Come abbiamo trasformato un semplice evento sportivo in uno show di follia organizzativa per le Olimpiadi Invernali

Come abbiamo trasformato un semplice evento sportivo in uno show di follia organizzativa per le Olimpiadi Invernali

Gestire gli atleti e offrire supporto nelle varie location delle gare, come la Ice Hockey Arena a Santa Giulia e a Rho Fiera. Ecco il glorioso ruolo di Lisa Bonfiglio, una tra i 18.000 eroi volontari delle Olimpiadi Invernali di Milano Cortina. Assieme ai dipendenti della Fondazione, questi cavalieri dell’ultimo minuto hanno preparato il grande evento sportivo che, con la precisione di un orologio svizzero, coinvolge Milano, la Valtellina e Cortina fino al 22 febbraio.

“Tra i compiti principali di noi volontari” – racconta Lisa con la calma di chi affronta una maratona burocratica – “c’è l’assistenza costante agli atleti, tra il campo e gli spogliatoi e durante gli allenamenti. Ovviamente li riforniremo pure d’acqua, frutta e snack, per evitare che si sfondino di gelatine zuccherate.” Perché non basta mica essere campione, bisogna pure stare idratati. Alcuni di noi, tipo i ‘Pioneer’ (un gruppo selezionato di ex campioni e atleti, attenzione, mica gente qualunque), hanno pure fatto da talent scout durante la selezione di altri volontari. Insomma, un lavoro di squadra complicato ma fondamentale.

In generale, si lavora gomito a gomito con i dipendenti della Fondazione. Mi sento di dire – azzarda Lisa – che senza di noi, questa macchina gigantesca non girerebbe nemmeno con la benzina al massimo.

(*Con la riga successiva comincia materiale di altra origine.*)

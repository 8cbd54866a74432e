pub const DOWNLOADER_VERSION: &str = env!("CARGO_PKG_VERSION");

/// Prefix used for every object key written by this worker
pub const DEFAULT_STORAGE_NAMESPACE: &str = "jobs";

/// Progress value written when a job reaches a terminal state
pub const PROGRESS_DONE: u32 = 100;

pub fn document_file_name(sequence_number: u64) -> String {
    format!("document_{}.txt", sequence_number)
}

/// Exit code of a run that ended without a job, or with a `completed`/`partial_failed` job
pub const EXIT_SUCCESS: u8 = 0;
/// Exit code of a run whose job was finalized as `failed`
pub const EXIT_JOB_FAILED: u8 = 1;
/// Exit code of a run aborted by a configuration or infrastructure error
pub const EXIT_INFRASTRUCTURE_ERROR: u8 = 2;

Tra opportunità e intoppi da manuale

“Una delle più grandi sfide” – prosegue Lisa – “è stata sicuramente la distribuzione delle divise: emozionante scoprire che spesso non esisteva la taglia giusta. Un esercizio di pazienza da manuale, soprattutto quando si deve decidere se ‘l’avvolgente’ XS va bene anche per una M.” Poi, per carità, i classici problemi burocratici con gli accrediti erano lì a ricordarci che l’olimpiade non è ancora la Silicon Valley. E per non farsi mancare nulla, in alcune sedi fino all’ultimo si era immersi in un vero e proprio ‘clima da cantiere’. Alcuni ritardi, eh, ma non temete: un buon caos è il vero ingrediente segreto degli eventi memorabili.

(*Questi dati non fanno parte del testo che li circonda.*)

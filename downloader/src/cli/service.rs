use clap::{ArgAction, Args};

#[derive(Debug, Clone, Args)]
pub struct ServiceCliArgs {
    /// Seconds after which a lease is considered stale.
    #[arg(env = "DOWNLOADER_STALE_LEASE_SECS", long, default_value = "600")]
    pub stale_lease_secs: u64,

    /// Also claim `processing` jobs whose lease is stale.
    #[arg(env = "DOWNLOADER_RECLAIM_ABANDONED", long, default_value_t = true, action = ArgAction::Set)]
    pub reclaim_abandoned: bool,

    /// Lower bound of the number of documents per job.
    #[arg(env = "DOWNLOADER_MIN_DOCUMENTS", long, default_value = "10")]
    pub min_documents: u64,

    /// Upper bound of the number of documents per job.
    #[arg(env = "DOWNLOADER_MAX_DOCUMENTS", long, default_value = "20")]
    pub max_documents: u64,

    /// Delay of each document fetch, in milliseconds.
    #[arg(env = "DOWNLOADER_FETCH_DELAY_MS", long, default_value = "500")]
    pub fetch_delay_ms: u64,
}
use async_trait::async_trait;
use prometheus::{Registry, TEXT_FORMAT};
use reqwest::header::CONTENT_TYPE;
use std::net::SocketAddr;
use tracing::{debug, info};
use url::Url;

use crate::metrics::encode_text;
use crate::server::{setup_server, ServerHandle};
use crate::types::params::metrics::PushGatewayParams;
use crate::{WorkerError, WorkerResult};

/// Exposition strategy of the metric registry
#[async_trait]
pub trait MetricsExporter: Send + Sync {
    /// Called once before the claim
    async fn start(&mut self) -> WorkerResult<()>;

    /// Called once at the end of the run with the identity of this worker
    async fn publish(&self, worker_id: &str) -> WorkerResult<()>;

    /// Called once before the process exits
    async fn shutdown(&mut self) -> WorkerResult<()>;
}

/// Serves the registry over HTTP for the duration of the run
pub struct PullExporter {
    address: SocketAddr,
    registry: Registry,
    server: Option<(SocketAddr, ServerHandle)>,
}

impl PullExporter {
    pub fn new(address: SocketAddr, registry: Registry) -> Self {
        Self { address, registry, server: None }
    }

    /// Address the server is bound to, once started
    pub fn local_addr(&self) -> Option<SocketAddr> {
        self.server.as_ref().map(|(address, _)| *address)
    }
}

#[async_trait]
impl MetricsExporter for PullExporter {
    async fn start(&mut self) -> WorkerResult<()> {
        if self.server.is_none() {
            self.server = Some(setup_server(self.address, self.registry.clone()).await?);
        }
        Ok(())
    }

    async fn publish(&self, _worker_id: &str) -> WorkerResult<()> {
        // values are scraped
        Ok(())
    }

    async fn shutdown(&mut self) -> WorkerResult<()> {
        match self.server.take() {
            Some((_, handle)) => handle.shutdown().await,
            None => Ok(()),
        }
    }
}

/// Sends the registry to a Prometheus push gateway once the run is over
pub struct PushExporter {
    client: reqwest::Client,
    params: PushGatewayParams,
    registry: Registry,
}

impl PushExporter {
    pub fn new(params: PushGatewayParams, registry: Registry) -> Self {
        Self { client: reqwest::Client::new(), params, registry }
    }

    /// `{gateway}/metrics/job/{job_label}/instance/{worker_id}`
    pub fn grouping_url(&self, worker_id: &str) -> WorkerResult<Url> {
        let mut url = self.params.gateway_url.clone();
        url.path_segments_mut()
            .map_err(|_| {
                WorkerError::ConfigError(format!("Push gateway url {} cannot be a base", self.params.gateway_url))
            })?
            .pop_if_empty()
            .extend(["metrics", "job", self.params.job_label.as_str(), "instance", worker_id]);
        Ok(url)
    }
}

#[async_trait]
impl MetricsExporter for PushExporter {
    async fn start(&mut self) -> WorkerResult<()> {
        Ok(())
    }

    async fn publish(&self, worker_id: &str) -> WorkerResult<()> {
        let buffer = encode_text(&self.registry)?;

        let url = self.grouping_url(worker_id)?;
        debug!(url = %url, bytes = buffer.len(), "Pushing metrics");

        self.client
            .post(url.clone())
            .header(CONTENT_TYPE, TEXT_FORMAT)
            .body(buffer)
            .send()
            .await?
            .error_for_status()?;

        info!(url = %url, "Metrics pushed to gateway");
        Ok(())
    }

    async fn shutdown(&mut self) -> WorkerResult<()> {
        Ok(())
    }
}

/// Exporter of a worker running with metrics disabled. The registry still counts.
#[derive(Debug, Default)]
pub struct NoopExporter;

#[async_trait]
impl MetricsExporter for NoopExporter {
    async fn start(&mut self) -> WorkerResult<()> {
        Ok(())
    }

    async fn publish(&self, _worker_id: &str) -> WorkerResult<()> {
        Ok(())
    }

    async fn shutdown(&mut self) -> WorkerResult<()> {
        Ok(())
    }
}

Quanto si fatica senza guadagno, ma con gadget

Il volontariato, ci tiene a sottolineare Bonfiglio, “richiede una disponibilità minima di 9 giorni, organizzati in turni alterni. Io, da stakanovista, ne ho scelti 15. Non aspettatevi paghe lucrose, naturalmente: il rimborso è una dieta di sopravvivenza a base di pasti durante il turno e gadget da collezionismo estremo come spille o tazze termiche, che aumentano di valore, chissà come, a seconda dei giorni lavorati. Niente oro, niente bitcoin, ma un’infinita soddisfazione personale. O qualcosa del genere.”

Passione e spirito globetrotter: i requisiti d’oro

“Se dovessi indicare un requisito fondamentale” – consiglia Lisa – “direi innanzitutto una smisurata passione per lo sport. Poi, la capacità di calarsi in ambienti internazionali senza perdere la pazienza o il sorriso. Infine, ovviamente, la capacità di lavorare in squadra – cosa che nel 2024 dovrebbe essere scontata ma, evidentemente, per molti rimane un mistero.”

Ogni giorno collaboriamo con i dipendenti della Fondazione, e vi assicuro che senza questa alchimia tra volontari e staff, sarebbe un disastro quasi epico.

Progetti futuri (con sguardo oltreoceano e orientale)

Tra i sogni di Lisa non c’è solo assistere alle Olimpiadi, ma qualcosa di più ambizioso (o magari fuggire dalla siderea follia italiana). “Andrò per un anno in Cina per perfezionare la lingua, già studiata all’università. E chissà, magari un giorno collaborerò proprio con le nuove Olimpiadi. La tappa successiva? Los Angeles. Perché il mondo è piccolo, ma le ambizioni – sempre che qualcuno ti dia il microfono – sono infinite.”